Twin pregnancy represents a natural model of pregnancy nutrient restriction, which is a result of limited maternal/placental supply. Experimental studies show that there are marked differences in arterial blood values between twin and singleton. Twins demonstrate significantly increased plasma sodium, although with similar plasma osmolality and potassium and chloride concentrations as singleton. Twin and singleton hematocrit, arterial pH, and arterial carbon dioxide tension are similar, although there is a statistically, not clinically, significant difference in arterial oxygen tension. Twin systolic, diastolic, and mean arterial pressures are greater than singleton values; there is no difference in heart rate. Among urinary values, twins demonstrate reduced GFR, urine osmolality, osmolar excretion, and osmolar clearance compare with singleton. Same studies demonstrate that twins evidence marked arterial hypertension, plasma hypernatremia, and reduced GFR, which suggests a programmed syndrome of hypernatremic hypertension (Programmed syndrome of hypernatriemic hypertension in ovine twin lambs, 2005). These findings suggest that programmed sodium homeostatic mechanisms may contribute to sodium-dependent hypertension, as twins demonstrate elevated plasma sodium concentrations compared with singleton. Despite the relative hypernatremia, there is no significant difference in plasma osmolality, which suggests that levels of unmeasured plasma osmolytes are lower in twin than singleton. Importantly, twin plasma hypernatremia is not due to basal hypohydration, because it persisted throughout the intravenous hypotonic saline solution infusion.

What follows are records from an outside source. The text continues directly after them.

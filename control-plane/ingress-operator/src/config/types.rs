use std::time::Duration;

use envconfig::Envconfig;

pub const DEFAULT_ROUTER_IMAGE: &str = "quay.io/openshift/origin-haproxy-router:latest";
/// Upper bound for the event window: one week.
pub const MAX_EVENT_WINDOW_SECS: u64 = 7 * 24 * 60 * 60;

#[derive(Envconfig, Clone, Debug)]
pub struct OperatorConfig {
    /// Namespace holding IngressController resources.
    /// Env: INGRESS_OPERATOR_NAMESPACE
    #[envconfig(
        from = "INGRESS_OPERATOR_NAMESPACE",
        default = "openshift-ingress-operator"
    )]
    pub namespace: String,

    /// Namespace where router workloads and their dependents live.
    /// Env: INGRESS_OPERATOR_ROUTER_NAMESPACE
    #[envconfig(
        from = "INGRESS_OPERATOR_ROUTER_NAMESPACE",
        default = "openshift-ingress"
    )]
    pub router_namespace: String,

    #[envconfig(from = "INGRESS_OPERATOR_IMAGE")]
    pub router_image: Option<String>,

    /// Operator release reported on the ClusterOperator record.
    /// Env: RELEASE_VERSION
    #[envconfig(from = "RELEASE_VERSION")]
    pub release_version: Option<String>,

    #[envconfig(from = "INGRESS_OPERATOR_LB_POLL_SECS", default = "15")]
    pub lb_poll_secs: u64,

    #[envconfig(from = "INGRESS_OPERATOR_ERROR_REQUEUE_SECS", default = "30")]
    pub error_requeue_secs: u64,

    /// How far back router namespace events are considered for status.
    /// Env: INGRESS_OPERATOR_EVENT_WINDOW_SECS
    #[envconfig(from = "INGRESS_OPERATOR_EVENT_WINDOW_SECS", default = "600")]
    pub event_window_secs: u64,

    #[envconfig(from = "HTTP_PORT", default = "8088")]
    pub http_port: u16,
}

impl Default for OperatorConfig {
    fn default() -> Self {
        Self {
            namespace: "openshift-ingress-operator".into(),
            router_namespace: "openshift-ingress".into(),
            router_image: None,
            release_version: None,
            lb_poll_secs: 15,
            error_requeue_secs: 30,
            event_window_secs: 600,
            http_port: 8088,
        }
    }
}

impl OperatorConfig {
    /// Fill values derived from others while respecting explicit env settings.
    ///
    /// Rules:
    /// - router image falls back to the stock haproxy router
    /// - release version falls back to the crate version
    /// - zero poll/requeue intervals are raised to one second
    /// - the event window is capped at [`MAX_EVENT_WINDOW_SECS`]
    pub fn apply_defaults(mut self) -> Self {
        if self.router_image.as_deref().is_none_or(str::is_empty) {
            self.router_image = Some(DEFAULT_ROUTER_IMAGE.to_string());
        }
        if self.release_version.as_deref().is_none_or(str::is_empty) {
            self.release_version = Some(env!("CARGO_PKG_VERSION").to_string());
        }
        self.lb_poll_secs = self.lb_poll_secs.max(1);
        self.error_requeue_secs = self.error_requeue_secs.max(1);
        self.event_window_secs =
            self.event_window_secs.min(MAX_EVENT_WINDOW_SECS);
        self
    }

    pub fn router_image(&self) -> &str {
        self.router_image.as_deref().unwrap_or(DEFAULT_ROUTER_IMAGE)
    }

    pub fn release_version(&self) -> &str {
        self.release_version.as_deref().unwrap_or_default()
    }

    pub fn lb_poll_interval(&self) -> Duration {
        Duration::from_secs(self.lb_poll_secs)
    }

    pub fn error_requeue(&self) -> Duration {
        Duration::from_secs(self.error_requeue_secs)
    }

    pub fn event_window(&self) -> Duration {
        Duration::from_secs(self.event_window_secs)
    }
}

#[cfg(test)]
mod tests {
    use super::*;

    #[test]
    fn defaults_fill_image_and_version() {
        let cfg = OperatorConfig::default().apply_defaults();
        assert_eq!(cfg.router_image(), DEFAULT_ROUTER_IMAGE);
        assert_eq!(cfg.release_version(), env!("CARGO_PKG_VERSION"));
    }

    #[test]
    fn defaults_respect_env_overrides() {
        let cfg = OperatorConfig {
            router_image: Some("registry.local/router:1".into()),
            release_version: Some("4.1.0".into()),
            ..Default::default()
        }
        .apply_defaults();
        assert_eq!(cfg.router_image(), "registry.local/router:1");
        assert_eq!(cfg.release_version(), "4.1.0");
    }

    #[test]
    fn zero_intervals_are_raised() {
        let cfg = OperatorConfig {
            lb_poll_secs: 0,
            error_requeue_secs: 0,
            ..Default::default()
        }
        .apply_defaults();
        assert_eq!(cfg.lb_poll_interval(), Duration::from_secs(1));
        assert_eq!(cfg.error_requeue(), Duration::from_secs(1));
    }

    #[test]
    fn oversized_event_window_is_capped() {
        let cfg = OperatorConfig {
            event_window_secs: u64::MAX,
            ..Default::default()
        }
        .apply_defaults();
        assert_eq!(
            cfg.event_window(),
            Duration::from_secs(MAX_EVENT_WINDOW_SECS)
        );
        let untouched = OperatorConfig::default().apply_defaults();
        assert_eq!(untouched.event_window(), Duration::from_secs(600));
    }
}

Experimental studies of nutritional programming using animal models provide strong support for the hypothesis defined above. It seems clear that any major imbalance of nutrients within the maternal diet may set in train fetal adaptations, and that the occurrence of such adaptations during critical periods of development results in permanent modification of physiology and metabolism.
In summary, very early exposure to nutrient imbalance may produce embryonic adaptations which will later impact on the growth trajectory of the fetus. Later undernutrition appears to result in the down regulation of 11βHSD in the placenta. This process is a central event in programming, with an impact on many fetal organ systems. The overexposure of fetal tissues to glucocorticoids would be expected to produce growth retardation. Renal adaptation to the growth retarding effects of steroids would appear to involve a reduction in the renal reserve, which in the older model will lead to elevated systemic blood pressure and earlier renal failure.
A second consequence of fetal glucocorticoid exposure appears to be an early-life hypersensitivity to glucocorticoid action and altered regulation of the hypothalamic–pituitary– adrenal axis. Even if only transient, this effect is sufficient to activate the renin–angiotensin system. Consequent elevation of blood pressure in early postnatal life may then be reinforced by structural changes within the arteries. Work with the animal model indicates that animals exposed to low-protein diets in utero exhibit vascular smooth muscle cell hypertrophy and reduced elastin content as early as the age of weaning.